Les inconditionnels du Président Macky Sall à Thiès attendent encore et toujours de leurs responsables politiques le bilan de la Présidentielle du 24 février dernier pour déchiffrer les vrais germes de la lourde défaite de leur candidat dans le département. Hélas, sept mois après ce scrutin, toujours rien. Une situation qui agace au plus haut point Mamadou Mbaye, coordonnateur des anciens de l’Apr, qui craint que cette léthargie de Bby provoque «une défaite encore plus cuisante» aux prochaines élections locales.

Sept mois après la débâcle du 24 février dernier, le camp présidentiel à Thiès n’est toujours pas sorti de sa léthargie. Quelle analyse faites-vous de cette situation ?
Le 24 février, le camp présidentiel a perdu à Thiès et, depuis lors, effectivement on a constaté une certaine léthargie.
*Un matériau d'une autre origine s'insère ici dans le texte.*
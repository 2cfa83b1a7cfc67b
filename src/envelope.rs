//! Конверт сообщения: полезная нагрузка плюс метаданные маршрутизации.
//!
//! Вид конверта (`request`, `reply`, `event`) задаётся явным полем-
//! дискриминантом и разбирается сопоставлением с образцом. На проводе
//! конверт кодируется в JSON.

use std::fmt;

use bytes::Bytes;
use chrono::{DateTime, Utc};
use serde::{Deserialize, Serialize};
use tagbus_error::EnvelopeError;

/// Сегмент топика, отделяющий топик запроса от идентификатора ответа.
pub const DEFAULT_REPLY_SEGMENT: &str = "reply-to";

/// Вид конверта.
#[derive(Debug, Clone, Copy, PartialEq, Eq, Hash, Serialize, Deserialize)]
#[serde(rename_all = "lowercase")]
pub enum EnvelopeKind {
    Request,
    Reply,
    Event,
}

impl EnvelopeKind {
    pub fn as_str(&self) -> &'static str {
        match self {
            Self::Request => "request",
            Self::Reply => "reply",
            Self::Event => "event",
        }
    }
}

impl fmt::Display for EnvelopeKind {
    fn fmt(
        &self,
        f: &mut fmt::Formatter<'_>,
    ) -> fmt::Result {
        f.write_str(self.as_str())
    }
}

/// Идентификатор корреляции запроса и ответа.
#[derive(Debug, Clone, PartialEq, Eq, Hash, PartialOrd, Ord, Serialize, Deserialize)]
#[serde(transparent)]
pub struct CorrelationId(String);

impl CorrelationId {
    pub fn new(id: impl Into<String>) -> Self {
        Self(id.into())
    }

    pub fn as_str(&self) -> &str {
        &self.0
    }
}

impl fmt::Display for CorrelationId {
    fn fmt(
        &self,
        f: &mut fmt::Formatter<'_>,
    ) -> fmt::Result {
        f.write_str(&self.0)
    }
}

impl From<&str> for CorrelationId {
    fn from(s: &str) -> Self {
        Self(s.to_string())
    }
}

impl From<String> for CorrelationId {
    fn from(s: String) -> Self {
        Self(s)
    }
}

/// Полезная нагрузка сообщения.
#[derive(Debug, Clone, PartialEq, Serialize, Deserialize)]
#[serde(rename_all = "snake_case")]
pub enum Payload {
    Bytes(Bytes),
    Text(String),
    Json(serde_json::Value),
}

impl Payload {
    /// Нагрузка как байты (для JSON — его сериализованная форма).
    pub fn to_bytes(&self) -> Bytes {
        match self {
            Self::Bytes(b) => b.clone(),
            Self::Text(s) => Bytes::copy_from_slice(s.as_bytes()),
            Self::Json(v) => Bytes::from(v.to_string()),
        }
    }

    pub fn as_text(&self) -> Option<&str> {
        match self {
            Self::Text(s) => Some(s),
            _ => None,
        }
    }

    pub fn as_json(&self) -> Option<&serde_json::Value> {
        match self {
            Self::Json(v) => Some(v),
            _ => None,
        }
    }
}

impl From<Bytes> for Payload {
    fn from(b: Bytes) -> Self {
        Self::Bytes(b)
    }
}

impl From<Vec<u8>> for Payload {
    fn from(v: Vec<u8>) -> Self {
        Self::Bytes(Bytes::from(v))
    }
}

impl From<&'static [u8]> for Payload {
    fn from(b: &'static [u8]) -> Self {
        Self::Bytes(Bytes::from_static(b))
    }
}

impl From<String> for Payload {
    fn from(s: String) -> Self {
        Self::Text(s)
    }
}

impl From<&str> for Payload {
    fn from(s: &str) -> Self {
        Self::Text(s.to_string())
    }
}

impl From<serde_json::Value> for Payload {
    fn from(v: serde_json::Value) -> Self {
        Self::Json(v)
    }
}

/// Конверт, который получают слушатели шины.
#[derive(Debug, Clone, PartialEq, Serialize, Deserialize)]
pub struct Envelope {
    #[serde(rename = "type")]
    pub kind: EnvelopeKind,
    pub topic: String,
    #[serde(default, skip_serializing_if = "Option::is_none")]
    pub correlation_id: Option<CorrelationId>,
    #[serde(default, skip_serializing_if = "Option::is_none")]
    pub reply_to: Option<String>,
    pub timestamp: DateTime<Utc>,
    pub payload: Payload,
}

impl Envelope {
    /// Событие без корреляции.
    pub fn event(
        topic: impl Into<String>,
        payload: impl Into<Payload>,
    ) -> Self {
        Self {
            kind: EnvelopeKind::Event,
            topic: topic.into(),
            correlation_id: None,
            reply_to: None,
            timestamp: Utc::now(),
            payload: payload.into(),
        }
    }

    /// Запрос, ответ на который ожидается в топике `reply_to`.
    pub fn request(
        topic: impl Into<String>,
        correlation_id: CorrelationId,
        reply_to: impl Into<String>,
        payload: impl Into<Payload>,
    ) -> Self {
        Self {
            kind: EnvelopeKind::Request,
            topic: topic.into(),
            correlation_id: Some(correlation_id),
            reply_to: Some(reply_to.into()),
            timestamp: Utc::now(),
            payload: payload.into(),
        }
    }

    /// Ответ с явно заданным топиком.
    pub fn reply(
        topic: impl Into<String>,
        correlation_id: CorrelationId,
        payload: impl Into<Payload>,
    ) -> Self {
        Self {
            kind: EnvelopeKind::Reply,
            topic: topic.into(),
            correlation_id: Some(correlation_id),
            reply_to: None,
            timestamp: Utc::now(),
            payload: payload.into(),
        }
    }

    /// Строит ответ на этот запрос: адрес берётся из `reply_to`,
    /// идентификатор корреляции переносится.
    pub fn reply_to_request(
        &self,
        payload: impl Into<Payload>,
    ) -> Result<Self, EnvelopeError> {
        if self.kind != EnvelopeKind::Request {
            return Err(EnvelopeError::UnexpectedKind {
                expected: EnvelopeKind::Request.as_str(),
                actual: self.kind.as_str(),
            });
        }
        let Some(reply_to) = self.reply_to.clone() else {
            return Err(EnvelopeError::MissingReplyTo {
                topic: self.topic.clone(),
            });
        };
        let correlation_id = self
            .correlation_id
            .clone()
            .ok_or_else(|| EnvelopeError::MissingCorrelationId {
                topic: self.topic.clone(),
            })?;
        Ok(Self::reply(reply_to, correlation_id, payload))
    }

    pub fn is_request(&self) -> bool {
        self.kind == EnvelopeKind::Request
    }
}

/// Топик ответа: `{request_topic}/{segment}/{correlation_id}`.
pub fn reply_topic(
    request_topic: &str,
    segment: &str,
    correlation_id: &CorrelationId,
) -> String {
    format!("{request_topic}/{segment}/{correlation_id}")
}

/// Кодирует конверт в JSON.
pub fn encode(envelope: &Envelope) -> Result<Bytes, EnvelopeError> {
    serde_json::to_vec(envelope)
        .map(Bytes::from)
        .map_err(|e| EnvelopeError::Encode {
            reason: e.to_string(),
        })
}

/// Разбирает конверт из JSON.
pub fn decode(data: &[u8]) -> Result<Envelope, EnvelopeError> {
    serde_json::from_slice(data).map_err(|e| EnvelopeError::Decode {
        reason: e.to_string(),
    })
}
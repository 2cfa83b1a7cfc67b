//! Загрузка настроек: значения по умолчанию, TOML-файл и окружение.

pub mod settings;

pub use settings::{Settings, ENV_PREFIX};
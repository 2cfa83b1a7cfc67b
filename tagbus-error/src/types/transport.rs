use std::any::Any;

use thiserror::Error;

use crate::{ErrorExt, StatusCode};

/// Ошибки транспортного адаптера.
///
/// Ядро не повторяет операции: политика повторов принадлежит адаптеру или
/// приложению.
#[derive(Debug, Clone, PartialEq, Eq, Error)]
pub enum TransportError {
    #[error("transport is not connected")]
    NotConnected,

    #[error("failed to publish to '{topic}': {reason}")]
    PublishFailed { topic: String, reason: String },

    #[error("failed to subscribe to '{filter}': {reason}")]
    SubscribeFailed { filter: String, reason: String },

    #[error("invalid topic filter '{filter}': {reason}")]
    InvalidFilter { filter: String, reason: String },

    #[error("unknown subscription #{id}")]
    UnknownSubscription { id: u64 },
}

impl ErrorExt for TransportError {
    fn status_code(&self) -> StatusCode {
        match self {
            Self::NotConnected => StatusCode::NotConnected,
            Self::PublishFailed { .. } => StatusCode::PublishFailed,
            Self::SubscribeFailed { .. } => StatusCode::SubscribeFailed,
            Self::InvalidFilter { .. } => StatusCode::InvalidTopic,
            Self::UnknownSubscription { .. } => StatusCode::NotFound,
        }
    }

    fn as_any(&self) -> &dyn Any {
        self
    }

    fn metrics_tags(&self) -> Vec<(&'static str, String)> {
        let mut tags = vec![
            ("error_type", "transport".to_string()),
            ("status_code", self.status_code().to_string()),
        ];

        match self {
            Self::PublishFailed { topic, .. } => tags.push(("topic", topic.clone())),
            Self::SubscribeFailed { filter, .. } | Self::InvalidFilter { filter, .. } => {
                tags.push(("filter", filter.clone()))
            }
            _ => {}
        }

        tags
    }
}

#[cfg(test)]
mod tests {
    use super::*;

    #[test]
    fn test_transport_codes_are_transport_range() {
        let errs = [
            TransportError::NotConnected,
            TransportError::PublishFailed {
                topic: "a".into(),
                reason: "b".into(),
            },
        ];
        for err in errs {
            assert!(err.status_code().is_transport_error(), "{err}");
            assert!(err.status_code().is_retryable(), "{err}");
        }
    }

    #[test]
    fn test_publish_failed_tags() {
        let err = TransportError::PublishFailed {
            topic: "sensors/1".into(),
            reason: "broker gone".into(),
        };
        let tags = err.metrics_tags();
        assert!(tags.iter().any(|(k, v)| *k == "topic" && v == "sensors/1"));
        assert_eq!(
            err.to_string(),
            "failed to publish to 'sensors/1': broker gone"
        );
    }
}
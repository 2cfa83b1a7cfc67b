use std::{any::Any, time::Duration};

use thiserror::Error;

use crate::{BusError, EnvelopeError, ErrorExt, StatusCode, TransportError};

/// Ошибки запроса с ожиданием ответа.
#[derive(Debug, Error)]
pub enum RequestError {
    /// Ответ не пришёл за отведённое время. Можно повторить с новым
    /// идентификатором корреляции.
    #[error("request {correlation_id} on '{topic}' timed out after {timeout:?}")]
    Timeout {
        correlation_id: String,
        topic: String,
        timeout: Duration,
    },

    /// Идентификатор уже занят другим ожидающим запросом.
    #[error("correlation id {correlation_id} is already pending")]
    DuplicateCorrelation { correlation_id: String },

    #[error("request {correlation_id} was cancelled")]
    Cancelled { correlation_id: String },

    #[error(transparent)]
    Transport(#[from] TransportError),

    #[error(transparent)]
    Envelope(#[from] EnvelopeError),

    #[error(transparent)]
    Bus(#[from] BusError),
}

impl RequestError {
    /// Идентификатор корреляции, к которому относится ошибка.
    pub fn correlation_id(&self) -> Option<&str> {
        match self {
            Self::Timeout { correlation_id, .. }
            | Self::DuplicateCorrelation { correlation_id }
            | Self::Cancelled { correlation_id } => Some(correlation_id),
            _ => None,
        }
    }

    pub fn is_timeout(&self) -> bool {
        matches!(self, Self::Timeout { .. })
    }
}

impl ErrorExt for RequestError {
    fn status_code(&self) -> StatusCode {
        match self {
            Self::Timeout { .. } => StatusCode::Timeout,
            Self::DuplicateCorrelation { .. } => StatusCode::AlreadyExists,
            Self::Cancelled { .. } => StatusCode::Cancelled,
            Self::Transport(e) => e.status_code(),
            Self::Envelope(e) => e.status_code(),
            Self::Bus(e) => e.status_code(),
        }
    }

    fn as_any(&self) -> &dyn Any {
        self
    }

    fn metrics_tags(&self) -> Vec<(&'static str, String)> {
        let mut tags = vec![
            ("error_type", "request".to_string()),
            ("status_code", self.status_code().to_string()),
        ];
        if let Some(cid) = self.correlation_id() {
            tags.push(("correlation_id", cid.to_string()));
        }
        tags
    }
}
Cela est dû naturellement à une démobilisation des responsables. Certains d’entre eux ne s’occupent plus du parti parce qu’ils savent que le Président Macky Sall est à son second mandat. Probablement, ils se préparent pour d’autres choses. Ils ont déjà accumulé des richesses et le fonctionnement du parti n’est pas leur souci quotidien. En témoigne le traitement dont fait l’objet les membres fondateurs de l’Apr constitués des anciens qui n’arrivent plus à les joindre. Quand vous appelez un responsable, il ne répond pas. Ils sont devenus arrogants et inaccessibles. Cette situation est généralisée un peu partout au niveau des responsables de Thiès. Ce qui dénote d’une léthargie et ce qui augure déjà d’une défaite encore plus cuisante aux prochaines élections locales.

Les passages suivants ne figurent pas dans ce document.